Definitely have a play with your scope during daylight - avoiding the sun, obviously. Get used to assembling it, how it moves and the orientation of things through the eyepiece. Don't be too surprised if you can't focus on things that are close, that's often the case with a telescope. It'll be fine for distant objects.

The moon is a great object to start with. It's fairly full right now which doesn't provide much contrast, but as the days go by you'll see different craters and features in the shadows, which gives a different view every night. It's also visible during the day of course, but there's not as much contrast. With a good moon map, or app, you could spend a lifetime observing all the features of our closest neighbour. (I like LunarMap HD for Android ~ £1.40, but there's stacks of others).
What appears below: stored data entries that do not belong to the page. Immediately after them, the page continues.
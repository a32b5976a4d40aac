//! The stock limiter configurations.

use std::time::Duration;

use super::limiter::LimiterConfig;

/// Name of the limiter for general API traffic.
pub const GENERAL: &str = "general";
/// Name of the limiter for login and signup endpoints.
pub const AUTH: &str = "auth";

/// Window shared by both stock limiters.
pub const DEFAULT_WINDOW: Duration = Duration::from_secs(5 * 60);

/// Request budget of the general limiter.
pub const GENERAL_MAX_REQUESTS: u64 = 500;
/// Request budget of the auth limiter.
pub const AUTH_MAX_REQUESTS: u64 = 100;

/// Rejection message of the general limiter.
///
/// The text promises 15 minutes while the window is 5. Both are kept as
/// deployed; adjust them together if either changes.
pub const GENERAL_MESSAGE: &str =
    "Too many requests from this IP, please try again after 15 minutes.";
/// Rejection message of the auth limiter.
pub const AUTH_MESSAGE: &str = "Too many login/signup attempts. Try again later.";

impl LimiterConfig {
    /// 500 requests per 5 minutes.
    pub fn general() -> Self {
        Self::preset(GENERAL_MAX_REQUESTS, GENERAL_MESSAGE)
    }

    /// 100 requests per 5 minutes, for credential endpoints.
    pub fn auth() -> Self {
        Self::preset(AUTH_MAX_REQUESTS, AUTH_MESSAGE)
    }

    fn preset(max_requests: u64, message: &str) -> Self {
        match Self::new(DEFAULT_WINDOW, max_requests, message) {
            Ok(config) => config,
            Err(e) => unreachable!("stock limiter configuration is valid: {}", e),
        }
    }
}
You'll probably need to rotate the map around 180 degrees to get the same orientation as you'll see through the eyepiece, but you'll soon get used to that.

If you're not familiar with the constellations yet, it's worth getting a decent sky atlas or app (I use SkySafari on Android, and Stellarium on the PC) and familiarising yourself with the constellations and main stars. That will form the backdrop of where all the good stuff lives. Of course as the weeks roll by, the constellations change too, until a year later you're back with your old friends again. Taurus, Orion, Gemini, Leo and other winter constellations will soon be visible, which is always special for me as that's when I first took a keen interest in the heavens over 20 years ago. I still get a buzz seeing them for the first time each season.

The open cluster known as "The Pleiades or The Seven Sisters" can easily be seen with the naked eye, but through a telescope looks truly beautiful, with a lot more than seven stars. It's about 8 degrees away from the moon tonight and tomorrow - around a fist's width at arms length. (This is a handy page on gauging the distance between objects up there:  https://lovethenightsky.com/how-to-measure-angles-in-the-sky/ )

As you get used to looking up, you'll start to understand how dynamic it all is, including atmosphere. Some nights it can look clear but the atmosphere can be very unsteady and give poor views, and other nights it can be gloriously still and the views amazing. Often it will change whilst you're looking at an object and it will "pop" into great focus and can be observed at higher power. As you spend more time observing a single object you'll start to see more and more detail and learn how to get better at it. Observing is much more than looking, but is a skill that can be readily learned at the eyepiece.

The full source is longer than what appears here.